Por consiguiente, no resulta extraño que todo ello se incruste en el permanente juego del gran teatro que es la existencia humana donde intervienen los afectos y las razones. Así, cobra un significado nada desdeñable el aforismo de Jean de La Bruyère según el cual la vida es una tragedia para quien siente y una comedia para quien piensa. Sin embargo, ¿puede el silencio morigerar la diferencia existente entre la tragedia y la comedia?, aunque, ¿no habría que recordar cómo se abrió camino el cine mudo llegando a alcanzar niveles de excelencia? Además, desde hace décadas la glotopolítica, como perspectiva crítica para estudiar lo político en el lenguaje y lo lingüístico en lo político, subraya el modo en que interviene el lenguaje mismo, en tanto que acción política, con relación a categorías como el poder, la autoridad y la legitimidad. El hecho de que el lenguaje se dé en un ámbito de acción colectiva en constante relación dialógica con el contexto resulta definitorio.

Le reprocha que no ha contestado como debiera. Le dice que es un pusilánime, que morderse la lengua no es señal de prudencia sino de cobardía. Añade que está hasta las narices de su comportamiento habitual, de su mutismo y de su falta de interés por todo lo que no concierne a su trabajo. Suspira una vez más y entre dientes pronuncia ese mantra que tanto le exaspera, “¡ya lo decía mi madre!” No entiende la situación. Lo único que ha hecho es ignorar un conflicto irrelevante. Pasar página. No gastar un ápice de energía en algo que no conduce a ningún sitio. Al contrario de su lenguaraz hermano simplemente no gasta saliva. ¿Es tan difícil que desconozca que hay un montón de situaciones en las que el silencio es la única salida? Por ejemplo, cuando los ojos enrojecidos de su contraparte no dejan de echar chispas al darse cuenta de que la persona a la que acaba de dejar no termina de asumir su abandono.

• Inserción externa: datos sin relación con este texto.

//! Lexicon-based sentiment scoring
//!
//! Each adjective in the lexicon carries a polarity in `[-1, 1]` and a
//! subjectivity in `[0, 1]`. An intensifier directly before a scored word
//! multiplies both values. A negation within the three preceding words flips
//! the polarity and halves it. The document score is the mean over all scored
//! words, clamped to the valid ranges.

use regex::Regex;
use serde::{Deserialize, Serialize};
use std::collections::HashMap;
use std::fmt;

/// (word, polarity, subjectivity)
const LEXICON: &[(&str, f64, f64)] = &[
    ("good", 0.7, 0.6), ("great", 0.8, 0.75), ("excellent", 1.0, 1.0), ("amazing", 0.6, 0.9),
    ("awesome", 1.0, 1.0), ("wonderful", 1.0, 1.0), ("fantastic", 0.4, 0.9), ("brilliant", 0.9, 1.0),
    ("perfect", 1.0, 1.0), ("best", 1.0, 0.3), ("better", 0.5, 0.5), ("nice", 0.6, 1.0),
    ("happy", 0.8, 1.0), ("glad", 0.5, 1.0), ("beautiful", 0.85, 1.0), ("lovely", 0.5, 0.75),
    ("pleasant", 0.73, 0.97), ("delightful", 1.0, 1.0), ("superb", 1.0, 1.0), ("outstanding", 0.5, 0.65),
    ("impressive", 1.0, 1.0), ("positive", 0.23, 0.55), ("successful", 0.75, 0.95), ("fine", 0.42, 0.5),
    ("favorite", 0.5, 1.0), ("fun", 0.3, 0.2), ("funny", 0.25, 1.0), ("interesting", 0.5, 0.5),
    ("exciting", 0.3, 0.8), ("useful", 0.3, 0.0), ("helpful", 0.5, 0.5), ("easy", 0.43, 0.83),
    ("clean", 0.37, 0.69), ("smart", 0.21, 0.64), ("kind", 0.6, 0.9), ("friendly", 0.38, 0.5),
    ("fast", 0.2, 0.6), ("strong", 0.43, 0.73), ("rich", 0.38, 0.62), ("cool", 0.35, 0.65),
    ("right", 0.29, 0.54), ("correct", 0.0, 0.0), ("true", 0.35, 0.65), ("important", 0.4, 1.0),
    ("free", 0.4, 0.8), ("popular", 0.6, 0.9), ("famous", 0.5, 1.0), ("safe", 0.5, 0.5),
    ("healthy", 0.5, 0.5), ("calm", 0.3, 0.75), ("proud", 0.8, 1.0), ("grateful", 0.8, 1.0),
    ("bad", -0.7, 0.67), ("terrible", -1.0, 1.0), ("awful", -1.0, 1.0), ("horrible", -1.0, 1.0),
    ("worst", -1.0, 1.0), ("worse", -0.4, 0.6), ("poor", -0.4, 0.6), ("sad", -0.5, 1.0),
    ("angry", -0.5, 1.0), ("ugly", -0.7, 1.0), ("boring", -1.0, 1.0), ("dull", -0.31, 0.58),
    ("stupid", -0.8, 1.0), ("dumb", -0.38, 0.5), ("wrong", -0.5, 0.9), ("difficult", -0.5, 1.0),
    ("hard", -0.29, 0.54), ("slow", -0.3, 0.39), ("weak", -0.38, 0.63), ("dangerous", -0.6, 0.9),
    ("dirty", -0.6, 0.8), ("disappointing", -0.6, 0.7), ("annoying", -0.8, 0.9), ("painful", -0.7, 0.9),
    ("sick", -0.71, 0.86), ("unhappy", -0.6, 0.9), ("negative", -0.3, 0.4), ("useless", -0.5, 0.0),
    ("broken", -0.4, 0.4), ("nasty", -1.0, 1.0), ("evil", -1.0, 1.0), ("cruel", -1.0, 1.0),
    ("lazy", -0.25, 1.0), ("expensive", -0.5, 0.7), ("cheap", 0.4, 0.7), ("mediocre", -0.3, 0.7),
    ("scary", -0.5, 1.0), ("unfortunate", -0.5, 1.0), ("hopeless", -0.8, 0.9), ("miserable", -1.0, 1.0),
    ("quick", 0.33, 0.5), ("new", 0.14, 0.45), ("old", 0.1, 0.2), ("big", 0.0, 0.1),
    ("small", -0.25, 0.4), ("large", 0.21, 0.43), ("little", -0.19, 0.5), ("high", 0.16, 0.54),
    ("low", 0.0, 0.3), ("real", 0.2, 0.3), ("sure", 0.5, 0.89), ("clear", 0.1, 0.38),
];

/// (word, multiplier)
const INTENSIFIERS: &[(&str, f64)] = &[
    ("very", 1.3), ("really", 1.2), ("extremely", 1.5), ("incredibly", 1.4), ("absolutely", 1.4),
    ("totally", 1.2), ("so", 1.3), ("too", 1.2), ("quite", 1.1), ("highly", 1.3),
    ("remarkably", 1.3), ("particularly", 1.2), ("especially", 1.2), ("truly", 1.2),
    ("slightly", 0.8), ("somewhat", 0.8), ("fairly", 0.9), ("rather", 0.9),
];

const NEGATIONS: &[&str] = &["not", "no", "never", "n't", "neither", "nor", "without"];

/// How many words back a negation still applies
const NEGATION_WINDOW: usize = 3;

#[derive(Debug, Clone, Copy, PartialEq, Serialize, Deserialize)]
pub struct Sentiment {
    pub polarity: f64,
    pub subjectivity: f64,
}

impl Sentiment {
    pub fn neutral() -> Self {
        Self {
            polarity: 0.0,
            subjectivity: 0.0,
        }
    }

    pub fn label(&self) -> &'static str {
        if self.polarity > 0.05 {
            "Positive"
        } else if self.polarity < -0.05 {
            "Negative"
        } else {
            "Neutral"
        }
    }
}

impl fmt::Display for Sentiment {
    fn fmt(&self, f: &mut fmt::Formatter<'_>) -> fmt::Result {
        write!(
            f,
            "Sentiment(polarity={:.4}, subjectivity={:.4})",
            self.polarity, self.subjectivity
        )
    }
}

/// One scored word and the modifiers applied to it
#[derive(Debug, Clone, PartialEq, Serialize, Deserialize)]
pub struct Assessment {
    pub words: Vec<String>,
    pub polarity: f64,
    pub subjectivity: f64,
}

pub struct SentimentAnalyzer {
    lexicon: HashMap<&'static str, (f64, f64)>,
    intensifiers: HashMap<&'static str, f64>,
    word_pattern: Regex,
}

impl Default for SentimentAnalyzer {
    fn default() -> Self {
        Self::new()
    }
}

impl SentimentAnalyzer {
    pub fn new() -> Self {
        Self {
            lexicon: LEXICON.iter().map(|&(w, p, s)| (w, (p, s))).collect(),
            intensifiers: INTENSIFIERS.iter().copied().collect(),
            word_pattern: Regex::new(r"[A-Za-z]+(?:['\u{2019}][A-Za-z]+)*")
                .expect("Invalid word regex"),
        }
    }

    /// Adjectives the lexicon can score
    pub fn adjectives(&self) -> impl Iterator<Item = &'static str> + '_ {
        self.lexicon.keys().copied()
    }

    pub fn score(&self, text: &str) -> Sentiment {
        let assessments = self.assess(text);
        if assessments.is_empty() {
            return Sentiment::neutral();
        }
        let n = assessments.len() as f64;
        let polarity = assessments.iter().map(|a| a.polarity).sum::<f64>() / n;
        let subjectivity = assessments.iter().map(|a| a.subjectivity).sum::<f64>() / n;
        Sentiment {
            polarity: polarity.clamp(-1.0, 1.0),
            subjectivity: subjectivity.clamp(0.0, 1.0),
        }
    }

    pub fn assess(&self, text: &str) -> Vec<Assessment> {
        let words = self.words(text);
        let mut assessments = Vec::new();

        for (i, word) in words.iter().enumerate() {
            let Some(&(mut polarity, mut subjectivity)) = self.lexicon.get(word.as_str()) else {
                continue;
            };
            let mut span = vec![word.clone()];

            let mut lookback = i;
            if i > 0 {
                if let Some(&multiplier) = self.intensifiers.get(words[i - 1].as_str()) {
                    polarity *= multiplier;
                    subjectivity *= multiplier;
                    span.insert(0, words[i - 1].clone());
                    lookback = i - 1;
                }
            }

            let window_start = lookback.saturating_sub(NEGATION_WINDOW);
            if let Some(negation) = words[window_start..lookback]
                .iter()
                .rev()
                .find(|w| NEGATIONS.contains(&w.as_str()))
            {
                polarity *= -0.5;
                span.insert(0, negation.clone());
            }

            assessments.push(Assessment {
                words: span,
                polarity: polarity.clamp(-1.0, 1.0),
                subjectivity: subjectivity.clamp(0.0, 1.0),
            });
        }

        assessments
    }

    /// Lowercased words with "n't" split off as its own word
    fn words(&self, text: &str) -> Vec<String> {
        let mut words = Vec::new();
        for m in self.word_pattern.find_iter(text) {
            let word = m.as_str().to_lowercase().replace('\u{2019}', "'");
            match word.strip_suffix("n't") {
                Some(head) if !head.is_empty() => {
                    words.push(head.to_string());
                    words.push("n't".to_string());
                }
                _ => words.push(word),
            }
        }
        words
    }
}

Hay dos historias que quince años después se concatenan. Lo que entonces fue una tragedia hoy es una farsa, se dice, pero ¿no será la revés? «No soy culpable». Su voz se alza en la pequeña sala en la que sus conmilitones expectantes quieren oír una explicación. El escándalo se ha extendido por toda la ciudad y sus colegas más próximos, perplejos por lo que escuchan, quieren saber qué ha pasado, pero no añade una coma. Repite su veredicto, dos, tres veces más. En cada ocasión el tono de su voz es más bajo. Calla. La persona sentada a su derecha con gesto crispado manifiesta que le cree, pero que necesita saber más, que si no da una versión mínima de los hechos, una interpretación personal más o menos elaborada y coherente, todo se irá al garete. El silencio se hace denso. Los presentes se miran de manera furtiva. Saben que están perdidos, que nadie justificará lo acaecido si no hay una versión, unas palabras que describan lo sucedido, entonces la crisis estará servida. Tres lustros más tarde, en el mismo lugar, el relato que dé cuenta de lo acontecido vuelve a estar ausente. De nuevo el manto de silencio todo lo cubre. Las razones se omiten, incluso las emociones. ¿Inconsciencia? ¿Arrogancia? ¿Frivolidad? Quien debe comportarse de manera ejemplarizante por el peso de su cargo bajo el imperativo de la ética de la responsabilidad hurta a la audiencia toda explicación. ¿Estaba en contraposición ejercitando la ética de la convicción? Es imposible saberlo por cuanto que el silencio se impone tozuda y caprichosamente bajo el siniestro empeño de la complicidad que tan graves resultados siempre trae consigo.